三ツ沢で会いましょう (3) - 分裂する横浜 - | 普通の人が読むサッカー

三ツ沢で会いましょう (3) - 分裂する横浜 -

 1982年、私は奈良県の片田舎に住んでいました。その年、阪神タイガースが優勝し、街は大フィーバーになりました。街中いたるところに黄色と黒の縦縞の旗がたなびき、スーパーはもちろん、おばちゃんが一人で運営するタバコ屋までが、優勝記念セールを行っていました。大人たちは口を開けば阪神の話題で持ちきり、私の通っていた小学校では宿題が一週間免除になりました。本当です。

 1998年、横浜ベイスターズは38年ぶりにプロ野球で日本一に輝きました。テレビでは大いに盛り上がる若者たちの熱狂が映し出されていました。
 その翌日、当時横浜の実家に住んでいた私は地元の駅前の様子に驚愕しました。そこには優勝の高揚感を伝える物が全くと言っていいほどなかったからです。

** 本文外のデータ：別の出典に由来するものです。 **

use crate::context::DeclarationInfo;
use crate::error::ConfigError;
use crate::lifecycle::ConfigContext;
use std::fmt;
use std::sync::Arc;

/// Identifies the configuration slot an action affects. Equal keys compete.
#[derive(Debug, Clone, PartialEq, Eq, PartialOrd, Ord, Hash)]
pub struct ConflictKey(Vec<String>);

impl ConflictKey {
    pub fn new<I, S>(parts: I) -> Self
    where
        I: IntoIterator<Item = S>,
        S: Into<String>,
    {
        Self(parts.into_iter().map(Into::into).collect())
    }

    #[must_use]
    pub fn parts(&self) -> &[String] {
        &self.0
    }

    /// Appends one more part.
    #[must_use]
    pub fn with(mut self, part: impl Into<String>) -> Self {
        self.0.push(part.into());
        self
    }
}

impl<S: Into<String>, const N: usize> From<[S; N]> for ConflictKey {
    fn from(parts: [S; N]) -> Self {
        Self::new(parts)
    }
}

impl fmt::Display for ConflictKey {
    fn fmt(&self, f: &mut fmt::Formatter<'_>) -> fmt::Result {
        write!(f, "({})", self.0.join(", "))
    }
}

/// Lazily computed key, evaluated once per resolution.
pub type ComputeKey = Arc<dyn Fn(&DeclarationInfo) -> ConflictKey + Send + Sync>;

/// Deferred configuration side effect.
pub type Payload = Arc<dyn Fn(&ConfigContext) -> Result<(), ConfigError> + Send + Sync>;

#[derive(Clone, Default)]
pub enum Discriminator {
    /// Never conflicts with anything.
    #[default]
    None,
    Direct(ConflictKey),
    Computed(ComputeKey),
}

impl Discriminator {
    pub fn computed(
        compute: impl Fn(&DeclarationInfo) -> ConflictKey + Send + Sync + 'static,
    ) -> Self {
        Self::Computed(Arc::new(compute))
    }

    #[must_use]
    pub fn evaluate(&self, info: &DeclarationInfo) -> Option<ConflictKey> {
        match self {
            Self::None => None,
            Self::Direct(key) => Some(key.clone()),
            Self::Computed(compute) => Some(compute(info)),
        }
    }
}

impl fmt::Debug for Discriminator {
    fn fmt(&self, f: &mut fmt::Formatter<'_>) -> fmt::Result {
        match self {
            Self::None => f.write_str("None"),
            Self::Direct(key) => f.debug_tuple("Direct").field(key).finish(),
            Self::Computed(_) => f.write_str("Computed(..)"),
        }
    }
}

impl From<ConflictKey> for Discriminator {
    fn from(key: ConflictKey) -> Self {
        Self::Direct(key)
    }
}

/// One declared configuration side effect plus its declaration metadata.
///
/// Actions are immutable once built; the resolver consumes them.
#[derive(Clone)]
pub struct Action {
    discriminator: Discriminator,
    order: Option<i64>,
    info: DeclarationInfo,
    payload: Payload,
}

impl fmt::Debug for Action {
    fn fmt(&self, f: &mut fmt::Formatter<'_>) -> fmt::Result {
        f.debug_struct("Action")
            .field("discriminator", &self.discriminator)
            .field("order", &self.order)
            .field("info", &self.info)
            .finish_non_exhaustive()
    }
}

impl Action {
    pub fn new(
        discriminator: impl Into<Discriminator>,
        info: DeclarationInfo,
        payload: impl Fn(&ConfigContext) -> Result<(), ConfigError> + Send + Sync + 'static,
    ) -> Self {
        Self { discriminator: discriminator.into(), order: None, info, payload: Arc::new(payload) }
    }

    /// Explicit position in the execution order, instead of the declaration index.
    #[must_use]
    pub const fn with_order(mut self, order: i64) -> Self {
        self.order = Some(order);
        self
    }

    #[must_use]
    pub const fn discriminator(&self) -> &Discriminator {
        &self.discriminator
    }

    #[must_use]
    pub const fn order(&self) -> Option<i64> {
        self.order
    }

    #[must_use]
    pub const fn info(&self) -> &DeclarationInfo {
        &self.info
    }

    pub(crate) fn into_parts(self) -> (Discriminator, Option<i64>, DeclarationInfo, Payload) {
        (self.discriminator, self.order, self.info, self.payload)
    }
}

/// A conflict-free action in its final execution position.
#[derive(Clone)]
pub struct ResolvedAction {
    key: Option<ConflictKey>,
    info: DeclarationInfo,
    payload: Payload,
}

impl fmt::Debug for ResolvedAction {
    fn fmt(&self, f: &mut fmt::Formatter<'_>) -> fmt::Result {
        f.debug_struct("ResolvedAction")
            .field("key", &self.key)
            .field("info", &self.info)
            .finish_non_exhaustive()
    }
}

impl ResolvedAction {
    pub(crate) const fn new(key: Option<ConflictKey>, info: DeclarationInfo, payload: Payload) -> Self {
        Self { key, info, payload }
    }

    /// The evaluated key, `None` for actions that never conflict.
    #[must_use]
    pub const fn key(&self) -> Option<&ConflictKey> {
        self.key.as_ref()
    }

    #[must_use]
    pub const fn info(&self) -> &DeclarationInfo {
        &self.info
    }

    /// Label used in logs and errors.
    #[must_use]
    pub fn label(&self) -> String {
        self.key.as_ref().map_or_else(
            || format!("<unkeyed {}>", self.info.location()),
            ToString::to_string,
        )
    }

    /// Runs the payload.
    ///
    /// # Errors
    /// Returns whatever the payload returns.
    pub fn run(&self, ctx: &ConfigContext) -> Result<(), ConfigError> {
        (self.payload)(ctx)
    }
}
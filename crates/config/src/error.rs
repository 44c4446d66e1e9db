use crate::context::ScopeKind;
use crate::resolver::ConflictReport;
use std::borrow::Cow;
use strata_event_bus::EventBusError;
use strata_schema::ValidationError;
use strata_storage::StorageError;

/// Errors raised by the configuration pipeline and the settings registry.
#[strata_derive::strata_error]
pub enum ConfigError {
    /// A directive was used outside the scopes it allows.
    #[error("Directive `{directive}` is not allowed in {scope} scope{}", format_context(.context))]
    Scope { directive: Cow<'static, str>, scope: ScopeKind, context: Option<Cow<'static, str>> },

    /// An adapter was registered without an explicit provided capability.
    #[error("Ambiguous capability{}: {message}", format_context(.context))]
    AmbiguousCapability { message: Cow<'static, str>, context: Option<Cow<'static, str>> },

    /// Two or more declarations compete for the same key at equal precedence.
    #[error("{report}{}", format_context(.context))]
    Conflict { report: ConflictReport, context: Option<Cow<'static, str>> },

    #[error("Already initialized{}: {message}", format_context(.context))]
    AlreadyInitialized { message: Cow<'static, str>, context: Option<Cow<'static, str>> },

    #[error("{source}{}", format_context(.context))]
    Validation { source: ValidationError, context: Option<Cow<'static, str>> },

    #[error("Unknown settings group{}: {message}", format_context(.context))]
    UnknownGroup { message: Cow<'static, str>, context: Option<Cow<'static, str>> },

    #[error("Unknown settings node{}: {message}", format_context(.context))]
    UnknownNode { message: Cow<'static, str>, context: Option<Cow<'static, str>> },

    #[error("Duplicate settings node{}: {message}", format_context(.context))]
    DuplicateNode { message: Cow<'static, str>, context: Option<Cow<'static, str>> },

    /// A configuration action failed; execution stopped at this action.
    #[error("Action {key} failed{}: {cause}", format_context(.context))]
    ActionFailed {
        key: Cow<'static, str>,
        cause: Box<ConfigError>,
        context: Option<Cow<'static, str>>,
    },

    #[error("Settings storage error{}: {source}", format_context(.context))]
    Storage { source: StorageError, context: Option<Cow<'static, str>> },

    #[error("Settings options error{}: {source}", format_context(.context))]
    Options { source: config::ConfigError, context: Option<Cow<'static, str>> },

    #[error("Event bus error{}: {source}", format_context(.context))]
    Events { source: EventBusError, context: Option<Cow<'static, str>> },

    #[error("Internal configuration error{}: {message}", format_context(.context))]
    Internal { message: Cow<'static, str>, context: Option<Cow<'static, str>> },
}
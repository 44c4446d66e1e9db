//! Settings storage backends.
//!
//! The settings registry talks to storage only through the [`Loader`] contract,
//! exchanging flat [`RawSettingsMap`]s (`"group.node" -> string`). This crate
//! ships two loaders and the file watcher used for hot reload.
//!
//! # Core Features
//!
//! - **Layered INI files**: [`FileStorage`] merges `DEFAULT` beneath the target
//!   section and follows `include = <path>` keys, outer file first.
//! - **Atomic writes**: saves go through a unique temp file, `fsync` and `rename`,
//!   so a crash never leaves a half-written settings file.
//! - **Order preserving**: saving merges into the target section only; every other
//!   section and key keeps its place.
//! - **Hot reload**: [`FileWatcher`] debounces change events and skips rewrites
//!   that leave the content unchanged.
//!
//! # Examples
//!
//! ```rust
//! use strata_storage::{FileStorage, Loader, RawSettingsMap, StorageError};
//!
//! fn main() -> Result<(), StorageError> {
//!     # let tmp = tempfile::tempdir().unwrap();
//!     # let path = tmp.path().join("settings.cfg");
//!     let storage = FileStorage::builder().settings(&path).build();
//!
//!     let mut values = RawSettingsMap::new();
//!     values.insert("server.port".into(), "8080".into());
//!     storage.save(&values)?;
//!
//!     let loaded = storage.load()?;
//!     assert_eq!(loaded["server.port"], "8080");
//!     Ok(())
//! }
//! ```

mod error;
mod file;
pub mod ini;
mod loader;
mod memory;
pub mod watcher;

pub use error::{StorageError, StorageErrorExt};
pub use file::{FileStorage, FileStorageBuilder, INCLUDE_KEY};
pub use loader::{HERE_KEY, Loader, RawSettingsMap};
pub use memory::MemoryStorage;
pub use watcher::{FileWatcher, WatchConfig, WatchMode};
//! Registration functions called from a module's declare function.
//!
//! Each directive checks the scope it runs in, records the call site and
//! attaches one [`Action`] to the module being loaded. Nothing takes effect
//! until the pipeline resolves and executes the collected actions.
//!
//! ```rust
//! use strata_config::{ConfigContext, ConflictKey, Module, SettingsOptions, directives};
//!
//! let app = Module::new("app").declare(|scope| {
//!     directives::action(scope, ConflictKey::from(["greeting"]), |_ctx| Ok(()))
//! });
//!
//! let ctx = ConfigContext::new();
//! ctx.initialize(&[app], &SettingsOptions::default()).unwrap();
//! assert!(ctx.is_loaded("app"));
//! ```

use crate::action::{Action, ConflictKey, Discriminator};
use crate::components::{AdapterKey, AdapterSpec, EventDescriptor};
use crate::context::{Scope, ScopeKind};
use crate::error::ConfigError;
use crate::lifecycle::ConfigContext;
use crate::settings::{GroupSpec, SettingsGroup};
use std::any::{Any, type_name};
use std::sync::Arc;
use strata_event_bus::Event;

const ACTION_SCOPES: &[ScopeKind] = &[ScopeKind::Module, ScopeKind::FunctionCall];
const ANY_SCOPE: &[ScopeKind] = &[ScopeKind::Module, ScopeKind::Class, ScopeKind::FunctionCall];

/// Attaches a plain action.
///
/// # Errors
/// Returns [`ConfigError::Scope`] outside module and function-call scope.
#[track_caller]
pub fn action(
    scope: &Scope<'_>,
    discriminator: impl Into<Discriminator>,
    f: impl Fn(&ConfigContext) -> Result<(), ConfigError> + Send + Sync + 'static,
) -> Result<(), ConfigError> {
    scope.ensure_allowed("action", ACTION_SCOPES)?;
    scope.attach(Action::new(discriminator, scope.info(), f));
    Ok(())
}

/// Describes the enclosing class type as an event.
///
/// The description comes from [`Scope::doc`] when set.
///
/// # Errors
/// Returns [`ConfigError::Scope`] outside class scope.
#[track_caller]
pub fn event(scope: &Scope<'_>, title: &str, category: &str) -> Result<(), ConfigError> {
    scope.ensure_allowed("event", &[ScopeKind::Class])?;
    let name = scope.type_name().map_or_else(|| scope.enclosing().to_owned(), str::to_owned);
    let descriptor = EventDescriptor {
        name: name.clone(),
        title: title.to_owned(),
        category: category.to_owned(),
        description: scope.doc_text().unwrap_or_default(),
    };

    scope.attach(Action::new(ConflictKey::from(["strata:event", name.as_str()]), scope.info(), move |ctx| {
        ctx.catalog().register(descriptor.clone());
        Ok(())
    }));
    Ok(())
}

/// Registers an adapter factory for an explicit provided capability.
///
/// # Errors
/// Returns [`ConfigError::AmbiguousCapability`] when `spec` names no provided
/// capability.
#[track_caller]
pub fn adapter<F: Any + Send + Sync + Clone>(
    scope: &Scope<'_>,
    spec: AdapterSpec,
    factory: F,
) -> Result<(), ConfigError> {
    scope.ensure_allowed("adapter", ANY_SCOPE)?;
    let Some(provides) = spec.provides else {
        return Err(ConfigError::AmbiguousCapability {
            message: format!(
                "adapter `{}` for [{}] must name the capability it provides",
                type_name::<F>(),
                spec.required.join(", ")
            )
            .into(),
            context: None,
        });
    };

    let key = AdapterKey { required: spec.required, provides, name: spec.name };
    let discriminator = ConflictKey::new(
        std::iter::once("strata:adapter".to_owned())
            .chain(key.required.iter().cloned())
            .chain([key.provides.clone(), key.name.clone()]),
    );

    scope.attach(Action::new(discriminator, scope.info(), move |ctx| {
        ctx.components().register_adapter(key.clone(), factory.clone());
        Ok(())
    }));
    Ok(())
}

/// Subscribes `handler` to events of type `E` on the context's bus.
///
/// # Errors
/// Returns [`ConfigError::Scope`] outside module and function-call scope.
#[track_caller]
pub fn subscriber<E: Event>(
    scope: &Scope<'_>,
    handler_name: &str,
    handler: impl Fn(&E) + Send + Sync + 'static,
) -> Result<(), ConfigError> {
    scope.ensure_allowed("subscriber", ACTION_SCOPES)?;
    let handler = Arc::new(handler);
    let key = ConflictKey::from(["strata:subscriber", handler_name, type_name::<E>()]);

    scope.attach(Action::new(key, scope.info(), move |ctx| {
        let handler = Arc::clone(&handler);
        ctx.events().on::<E>(move |event| handler(event));
        Ok(())
    }));
    Ok(())
}

/// Declares a settings group.
///
/// The group exists as soon as this returns, so the caller can keep the
/// handle; its nodes are attached when the pipeline executes.
///
/// # Errors
/// Returns [`ConfigError::Scope`] outside module scope.
#[track_caller]
pub fn settings(scope: &Scope<'_>, spec: GroupSpec) -> Result<SettingsGroup, ConfigError> {
    scope.ensure_allowed("settings", &[ScopeKind::Module])?;
    let group = scope.context().settings().register_group(spec.header())?;

    let key = ConflictKey::new(
        ["strata:settings".to_owned(), spec.name().to_owned()]
            .into_iter()
            .chain(spec.nodes().iter().map(|n| n.name().to_owned())),
    );
    scope.attach(Action::new(key, scope.info(), move |ctx| {
        ctx.settings().register_group(spec.clone())?;
        Ok(())
    }));
    Ok(group)
}

#[cfg(test)]
mod tests {
    use super::*;
    use crate::module::Module;
    use std::cell::RefCell;

    struct Reloaded;

    #[test]
    fn event_requires_class_scope() {
        let ctx = ConfigContext::new();
        let actions = RefCell::new(Vec::new());
        let scope = Scope::module_scope(&ctx, "app", &actions);

        let err = event(&scope, "Reloaded", "app").unwrap_err();
        assert!(matches!(err, ConfigError::Scope { scope: ScopeKind::Module, .. }));

        scope.class::<Reloaded>(|class| event(class.doc("Fired after reload"), "Reloaded", "app")).unwrap();
        assert_eq!(actions.borrow().len(), 1);
    }

    #[test]
    fn adapter_without_capability_is_ambiguous() {
        let ctx = ConfigContext::new();
        let actions = RefCell::new(Vec::new());
        let scope = Scope::module_scope(&ctx, "app", &actions);

        let err = adapter(&scope, AdapterSpec::new().requires("db"), 1_u8).unwrap_err();
        assert!(matches!(err, ConfigError::AmbiguousCapability { .. }));
        assert!(actions.borrow().is_empty());
    }

    #[test]
    fn settings_group_exists_before_nodes_attach() {
        let ctx = ConfigContext::new();
        let module = Module::new("app").declare(|scope| {
            let group = settings(
                scope,
                GroupSpec::new("server").node(strata_schema::SchemaNode::new(
                    "port",
                    strata_schema::SchemaType::Int,
                )),
            )?;
            assert!(group.nodes()?.is_empty());
            Ok(())
        });

        ctx.configure(&[module]).unwrap();
        let group = ctx.settings().group("server").unwrap();
        assert_eq!(group.nodes().unwrap().len(), 1);
    }
}
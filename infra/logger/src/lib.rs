//! # Logger
//!
//! Logging setup shared by strata binaries.
//! Console output goes to stderr so command output on stdout stays clean;
//! optional rolling log files use a non-blocking writer, plain or JSON.
//!
//! * Use [`LoggerBuilder::verbosity`] to map a `-v` count onto a level.
//! * Use [`LoggerBuilder::env_filter`] to set module-directed filters
//!   (e.g., `"strata_config=debug,notify=warn"`), in addition to `RUST_LOG`.
//!
//! ## Example
//!
//! ```rust
//! # use strata_logger::{Logger, LevelFilter};
//!
//! let _logger = Logger::builder()
//!     .name("strata-settings")
//!     .console(true)
//!     .level(LevelFilter::DEBUG)
//!     .init()
//!     .unwrap();
//! ```

mod error;

pub use crate::error::{LoggerError, LoggerErrorExt};
pub use tracing::level_filters::LevelFilter;
pub use tracing_appender::rolling::Rotation;

use private::Sealed;
use std::fs;
use std::path::PathBuf;
use tracing_appender::non_blocking::WorkerGuard;
use tracing_appender::rolling::RollingFileAppender;
use tracing_subscriber::fmt::layer;
use tracing_subscriber::layer::SubscriberExt;
use tracing_subscriber::util::SubscriberInitExt;
use tracing_subscriber::{EnvFilter, Layer};

const DEFAULT_MAX_FILES: usize = 10;
const LOG_FILE_SUFFIX: &str = "log";

#[derive(Debug)]
pub struct LoggerConfig {
    console: bool,
    path: Option<PathBuf>,
    level: LevelFilter,
    rotation: Rotation,
    max_files: usize,
    json: bool,
    env_filter: Option<String>,
}

impl Default for LoggerConfig {
    fn default() -> Self {
        Self {
            console: true,
            path: None,
            level: LevelFilter::WARN,
            rotation: Rotation::DAILY,
            max_files: DEFAULT_MAX_FILES,
            json: false,
            env_filter: None,
        }
    }
}

#[derive(Debug)]
pub struct NoName;
#[derive(Debug)]
pub struct WithName(String);
#[derive(Debug)]
pub struct NoFile;
#[derive(Debug)]
pub struct WithFile;

mod private {
    pub trait Sealed {}
}
impl Sealed for NoName {}
impl Sealed for WithName {}
impl Sealed for NoFile {}
impl Sealed for WithFile {}

/// A builder for configuring and initializing the global tracing subscriber.
#[derive(Debug)]
pub struct LoggerBuilder<N: Sealed = NoName, F: Sealed = NoFile> {
    config: LoggerConfig,
    name: N,
    file_state: std::marker::PhantomData<F>,
}

impl<F: Sealed> LoggerBuilder<NoName, F> {
    /// Sets the name of the logger, used as the log file prefix.
    pub fn name(self, name: impl Into<String>) -> LoggerBuilder<WithName, F> {
        LoggerBuilder {
            name: WithName(name.into()),
            config: self.config,
            file_state: std::marker::PhantomData,
        }
    }
}

impl LoggerBuilder<WithName, WithFile> {
    #[must_use = "The builder must be configured before it can be used to initialize the logger."]
    pub const fn max_files(mut self, max: usize) -> Self {
        self.config.max_files = max;
        self
    }

    #[must_use = "The builder must be configured before it can be used to initialize the logger."]
    pub const fn rotation(mut self, rotation: Rotation) -> Self {
        self.config.rotation = rotation;
        self
    }

    /// Writes the log file as JSON lines.
    #[must_use = "The builder must be configured before it can be used to initialize the logger."]
    pub const fn json(mut self) -> Self {
        self.config.json = true;
        self
    }
}

impl<F: Sealed> LoggerBuilder<WithName, F> {
    /// Configures the minimum log level to be emitted.
    #[must_use = "The builder must be configured before it can be used to initialize the logger."]
    pub const fn level(mut self, level: LevelFilter) -> Self {
        self.config.level = level;
        self
    }

    /// Raises the level by one step per `-v`: warn, info, debug, then trace.
    #[must_use = "The builder must be configured before it can be used to initialize the logger."]
    pub const fn verbosity(mut self, count: u8) -> Self {
        self.config.level = match count {
            0 => LevelFilter::WARN,
            1 => LevelFilter::INFO,
            2 => LevelFilter::DEBUG,
            _ => LevelFilter::TRACE,
        };
        self
    }

    /// Adds an explicit env filter (e.g., `strata_config=debug`).
    ///
    /// Invalid filters cause [`LoggerBuilder::init`] to return an error.
    #[must_use = "The builder must be configured before it can be used to initialize the logger."]
    pub fn env_filter(mut self, filter: impl Into<String>) -> Self {
        self.config.env_filter = Some(filter.into());
        self
    }

    #[must_use = "The builder must be configured before it can be used to initialize the logger."]
    pub const fn console(mut self, enabled: bool) -> Self {
        self.config.console = enabled;
        self
    }

    /// Sets the directory for rolling log files.
    pub fn path(self, path: impl Into<PathBuf>) -> LoggerBuilder<WithName, WithFile> {
        let mut config = self.config;
        config.path = Some(path.into());
        LoggerBuilder { config, name: self.name, file_state: std::marker::PhantomData }
    }

    /// Consumes the builder and installs the global tracing subscriber.
    ///
    /// The returned [`Logger`] holds the file writer's [`WorkerGuard`]; keep it
    /// alive for as long as logs should be flushed.
    ///
    /// # Errors
    /// Returns [`LoggerError::Subscriber`] if a global subscriber has already been set.
    /// Returns [`LoggerError::InvalidConfiguration`] for invalid builder settings.
    pub fn init(self) -> Result<Logger, LoggerError> {
        validate_config(&self.config, &self.name.0)?;

        let env_filter = build_env_filter(&self.config)?;

        let mut layers = Vec::new();

        if self.config.console {
            layers.push(layer().compact().with_writer(std::io::stderr).with_ansi(true).boxed());
        }

        let guard = if let Some(path) = self.config.path {
            fs::create_dir_all(&path).map_err(|e| LoggerError::Internal {
                message: e.to_string().into(),
                context: Some(format!("Failed to create path: {}", path.display()).into()),
            })?;

            let file_appender = RollingFileAppender::builder()
                .rotation(self.config.rotation)
                .filename_prefix(&self.name.0)
                .filename_suffix(LOG_FILE_SUFFIX)
                .max_log_files(self.config.max_files)
                .build(path)?;

            let (non_blocking, guard) = tracing_appender::non_blocking(file_appender);
            let file_layer = layer().with_writer(non_blocking).with_ansi(false);
            layers.push(if self.config.json { file_layer.json().boxed() } else { file_layer.boxed() });
            Some(guard)
        } else {
            None
        };

        if layers.is_empty() {
            return Err(LoggerError::InvalidConfiguration {
                message: "No logging layers enabled. Enable console or file output.".into(),
                context: None,
            });
        }

        tracing_subscriber::registry().with(env_filter).with(layers).try_init()?;

        Ok(Logger { guard })
    }
}

/// A handle to the initialized logging system.
#[must_use = "Dropping this handle will stop background logging threads."]
#[derive(Debug)]
pub struct Logger {
    guard: Option<WorkerGuard>,
}

impl Logger {
    /// Returns a new [`LoggerBuilder`].
    ///
    /// # Example
    ///
    /// ```rust
    /// use strata_logger::Logger;
    ///
    /// let _logger = Logger::builder().name("strata").verbosity(1).init().unwrap();
    /// ```
    #[must_use = "The builder must be configured before it can be used to initialize the logger."]
    pub fn builder() -> LoggerBuilder {
        LoggerBuilder {
            config: LoggerConfig::default(),
            name: NoName,
            file_state: std::marker::PhantomData,
        }
    }

    #[must_use]
    pub const fn guard(&self) -> Option<&WorkerGuard> {
        self.guard.as_ref()
    }
}

impl Drop for Logger {
    fn drop(&mut self) {
        if self.guard.is_some() {
            tracing::debug!("Logging system shutting down, flushing buffers...");
        }
    }
}

/// Parses a level name such as `"info"` or `"DEBUG"`.
///
/// # Errors
/// Returns [`LoggerError::InvalidConfiguration`] for unknown names.
pub fn parse_level(name: &str) -> Result<LevelFilter, LoggerError> {
    name.trim().parse::<LevelFilter>().map_err(|e| LoggerError::InvalidConfiguration {
        message: format!("Invalid log level '{name}': {e}").into(),
        context: None,
    })
}

fn validate_config(config: &LoggerConfig, name: &str) -> Result<(), LoggerError> {
    if name.trim().is_empty() {
        return Err(LoggerError::InvalidConfiguration {
            message: "Logger name cannot be empty".into(),
            context: None,
        });
    }

    if config.max_files == 0 {
        return Err(LoggerError::InvalidConfiguration {
            message: "max_files must be greater than zero".into(),
            context: None,
        });
    }

    Ok(())
}

fn build_env_filter(config: &LoggerConfig) -> Result<EnvFilter, LoggerError> {
    let builder = EnvFilter::builder().with_default_directive(config.level.into());
    config.env_filter.as_ref().map_or_else(
        || Ok(builder.from_env_lossy()),
        |filter| {
            builder.parse(filter).map_err(|e| LoggerError::InvalidConfiguration {
                message: format!("Invalid env filter '{filter}': {e}").into(),
                context: None,
            })
        },
    )
}

#[cfg(test)]
mod tests {
    use super::*;

    #[test]
    fn builder_defaults_to_quiet_console() {
        let builder = Logger::builder().name("strata-test").env_filter("strata=debug");
        assert!(builder.config.console);
        assert_eq!(builder.config.level, LevelFilter::WARN);
        assert_eq!(builder.config.env_filter.as_deref(), Some("strata=debug"));
        assert!(builder.config.path.is_none());
    }

    #[test]
    fn verbosity_steps_through_levels() {
        let level = |n| Logger::builder().name("v").verbosity(n).config.level;
        assert_eq!(level(0), LevelFilter::WARN);
        assert_eq!(level(1), LevelFilter::INFO);
        assert_eq!(level(2), LevelFilter::DEBUG);
        assert_eq!(level(9), LevelFilter::TRACE);
    }

    #[test]
    fn file_builder_keeps_settings() {
        let builder = Logger::builder()
            .name("strata-test")
            .path("/tmp/strata-logs")
            .max_files(5)
            .json()
            .level(LevelFilter::DEBUG);

        assert_eq!(builder.config.max_files, 5);
        assert!(builder.config.json);
        assert_eq!(builder.config.path.as_deref(), Some(std::path::Path::new("/tmp/strata-logs")));
    }

    #[test]
    fn parse_level_accepts_names() {
        assert_eq!(parse_level("info").ok(), Some(LevelFilter::INFO));
        assert_eq!(parse_level(" DEBUG ").ok(), Some(LevelFilter::DEBUG));
        assert!(matches!(parse_level("loud"), Err(LoggerError::InvalidConfiguration { .. })));
    }

    #[test]
    fn invalid_configuration_is_rejected_before_install() {
        let err = Logger::builder().name("  ").init().unwrap_err();
        assert!(matches!(err, LoggerError::InvalidConfiguration { .. }));

        let err = Logger::builder().name("nothing").console(false).init().unwrap_err();
        assert!(matches!(err, LoggerError::InvalidConfiguration { .. }));
    }
}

 平成12年の国勢調査によると、横浜市に住んでいて、会社で働いたり学校に通っていたりする人は218万人でした。このうち、勤め先、学校が横浜市以外の場所にある人は73万人もいます。つまり、全体の三分の一が横浜市以外に活動拠点をおいていることになります。その人たちが実際どこで働いたり、学んだりしているかというと、66%の48万人が東京都です。

 前回、横浜市は『子だくさん貧乏』という話をしましたが、その原因については触れませんでした。横浜市が『子だくさん貧乏』である大きな理由の一つが、この横浜市の巨大な人口移動にあります。

 地方自治体は市民から市民税を取り立てています。市民税は税収の大きな柱であり、政令指定都市の場合、45%~55%が市民税収入となっているようです。市民税は2種類あり、一つは会社や団体が払う法人市民税、もう一つは我々が払う個人市民税です。
 法人市民税は、その法人が登記された自治体に市民税を払います。例えば、東京都にある会社の従業員が全員アメリカ人だったとしても、基本的に東京都に払います。
 個人市民税は世帯に対して徴収されますので、働いている市民の数が多ければ、税収の金額は大きくなります。ただし、市民の数が増えれば、それだけ多くの市民サービスコストがかかってしまいます。なので、個人市民税以外の収入が増えなければ、市民一人あたりのサービス金額は劣化してしまいます。
 横浜市はまさにこの状態にあるわけです。

 問題は税収だけではありません。横浜市に住んでいながら活動拠点が他にある人々とは『政治的に横浜市民であり、文化的に浜っ子でない人々』と言うことができます。
 1998年の横浜ベイスターズ優勝の悲劇はこうして起こりました。当時私の実家があった場所というのは『文化的に浜っ子でない人々』が数多く住む地域でした。そして私の家族も、私自身も『文化的に浜っ子でない人々』でした。

 1993年、Jリーグが開幕した時、私は鹿島アントラーズを応援していました。理由は「ジーコが好きだったから」です。しかし、その裏にあるものは「地元にチームがなかったから」であることは否定できません。私は『政治的に横浜市民』であっても、『文化的に浜っ子』にはなれなかったのです。
 Jリーグは地域密着の理念を掲げスタートしました。しかし、対象となる地域そのものが理念の上にしか存在しなかったとしたら、果たして地域密着は成立するのでしょうか。

 2005年、私は未だに、ジーコの去った鹿島アントラーズを応援し続けています。